The color version of the Prodigal Sons arc appeared in The Damned #6–8 with minor alterations to better fit in with the mythology of the ongoing series. The planned three-issue Daughter's Danse arc only released the first issue and The Damned has been in hiatus since then. Bunn mentioned in a 2023 "Ask Me Anything" post that he has plans for the series to continue, but nothing in the near future.

===Issues===

| Story arc | Issue | Release date | Writer | Artist | Colorist |
| Three Days Earlier... | #0 | October, 2006 | Cullen Bunn | Brian Hurtt | — |
| Three Days Dead | #1 | October, 2006 | Bill Crabtree (2017 collection) |
| #2 | November, 2006 |
| #3 | December, 2006 |
| #4 | January, 2007 |
| #5 | February, 2007 |
| Prodigal Sons | #1 | April, 2008 | Cullen Bunn | Brian Hurtt | N/A |
| #2 | May, 2008 |
| #3 | August, 2008 |
Ongoing series (2017)
| Ill-Gotten | #1 | May 3, 2017 | Cullen Bunn | Brian Hurtt | Bill Crabtree |
| #2 | June 14, 2017 |
| #3 | July 12, 2017 |
| #4 | September 13, 2017 |
| #5 | October 11, 2017 |
| Prodigal Sons | #6 | December 13, 2017 | Cullen Bunn | Brian Hurtt | Bill Crabtree |
| #7 | January 10, 2018 |
| #8 | February 7, 2018 |
| Bad Ol’ Days | #9 | April 18, 2018 | Cullen Bunn | Brian Hurtt | Bill Crabtree |
| Daughter's Danse | #10 | June 13, 2018 | Cullen Bunn | Brian Hurtt | Bill Crabtree |

===Collected editions===
The first miniseries has been collected into a trade paperback twice, once in black and white in 2007, then later in color in 2017.
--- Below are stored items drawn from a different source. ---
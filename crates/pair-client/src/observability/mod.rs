//! Observability for the pair client.
//!
//! # Privacy by Default
//!
//! Chat text is never logged or used as a label; only its length is. The
//! actor loop is instrumented with `#[instrument(skip_all)]` and explicit
//! safe fields.
//!
//! # Metrics
//!
//! | Metric | Type | Labels | Purpose |
//! |--------|------|--------|---------|
//! | `pair_matches_total` | Counter | none | Matches that reached InCall |
//! | `pair_calls_total` | Counter | `direction`, `outcome` | Call/answer outcomes |
//! | `pair_chat_messages_total` | Counter | `direction` | Chat lines |
//! | `pair_session_failures_total` | Counter | `reason` | User-visible failures |
//! | `pair_ignored_events_total` | Counter | `event` | Transient races absorbed |
//! | `pair_screen_state` | Gauge | none | Current screen state |

pub mod metrics;

pub use metrics::{
    record_call, record_chat_message, record_ignored_event, record_match, record_session_failure,
    set_screen_state,
};
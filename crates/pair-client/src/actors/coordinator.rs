//! `SessionCoordinator` - owns the Init/Searching/InCall state machine.
//!
//! The coordinator is the single owner of the peer stream registry and the
//! chat relay. Signaling events, identity assignment, media readiness,
//! incoming calls, call completions, timer expiries and user commands all
//! arrive through one mailbox and are handled one at a time, in order.
//!
//! # Session lifecycle
//!
//! 1. `request_connection` emits `find-match` and enters Searching
//! 2. A `match-found` with a session id (and a known local id) emits
//!    `join-session` and enters InCall. A later one naming a different
//!    session replaces the active session
//! 3. On `peer-joined` the call initiation policy decides whether this side
//!    places the call; the other side answers the incoming call
//! 4. The first remote stream to arrive is written to the registry; later
//!    ones for the same participant overwrite it
//!
//! Every session end (next, peer left, channel lost, timeout) evicts the
//! session's remote streams and clears the chat log. Completions and timers
//! carry the generation they were started under and are discarded once the
//! generation moves on. Late calls from the partner of an ended session are
//! declined until the next partner's `peer-joined` arrives.

use crate::chat::ChatRelay;
use crate::config::{CallInitiation, Config};
use crate::errors::{Precondition, SessionError, SessionFailure};
use crate::media::MediaHandle;
use crate::observability;
use crate::peer::{CallDirection, CallError, IncomingCall, PeerConnector};
use crate::registry::PeerStreamRegistry;
use crate::signaling::{InboundEvent, OutboundEvent, SignalingChannel};

use super::messages::{CoordinatorMessage, SessionScreenState, SessionSnapshot};
use super::metrics::{MailboxMonitor, SessionMetrics};

use common::types::{ParticipantId, SessionId};
use std::sync::Arc;
use std::time::Duration;
use tokio::sync::{mpsc, oneshot, watch};
use tokio::task::JoinHandle;
use tokio_util::sync::CancellationToken;
use tracing::{debug, info, instrument, warn};

/// Default channel buffer size for the coordinator mailbox.
const COORDINATOR_CHANNEL_BUFFER: usize = 256;

/// External collaborators the coordinator drives.
#[derive(Clone)]
pub struct SessionContext {
    /// Outbound half of the signaling channel.
    pub signaling: Arc<dyn SignalingChannel>,
    /// Outbound call capability of the identity provider.
    pub connector: Arc<dyn PeerConnector>,
}

/// Handle to a `SessionCoordinator`.
#[derive(Clone)]
pub struct SessionCoordinatorHandle {
    sender: mpsc::Sender<CoordinatorMessage>,
    cancel_token: CancellationToken,
    screen: watch::Receiver<SessionScreenState>,
    mailbox: Arc<MailboxMonitor>,
}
| Volume | Title | Release date | Material collected | ISBN |
| 1 | Three Days Dead | May, 2007 | The Damned: Three Days Dead #1–5; The Damned: Three Days Earlier...; | 9781932664638 |
| March 8, 2017 | The Damned: Three Days Dead #1–5; | 9781620103852 |
| 2 | Ill-Gotten | April 18, 2018 | The Damned #1–5; | 9781620104859 |
| 3 | Prodigal Sons | February 13, 2019 | The Damned #6–9; | 9781620105733 |
| Deluxe Omnibus Collection (hardcover) |  | November 26, 2024 | The Damned: Three Days Earlier...; The Damned: Three Days Dead #1–5; The Damned #1–10; | 9781637155189 |

The original black and white versions of Three Days Dead and Prodigal Sons have been released in French by Akileos:
- Tome 1 : Mort depuis trois jours (146 pages, April 2008, ISBN 978-2355740039)
- Tome 2 : Les fils prodigues (100 pages, March, 2009, ISBN 978-2355740381)

==Adaptations==
===Film===
On July 27, 2007, DreamWorks Pictures, Walter Parkes and Laurie MacDonald acquired the film rights to this comic book title as a collaboration with Oni Press's film production arm Closed by Monday Entertainment along with a film adaptation of Courtney Crumrin. On April 13, 2008, David DiGilio was hired to write the screenplay for DreamWorks, Closed on Mondays Entertainment, and Parkes + MacDonald Entertainment.

===TV series===
It was announced in August 2011 that Showtime had bought the rights to adapt the comic book into a television series, with David Hayter being brought in to write it.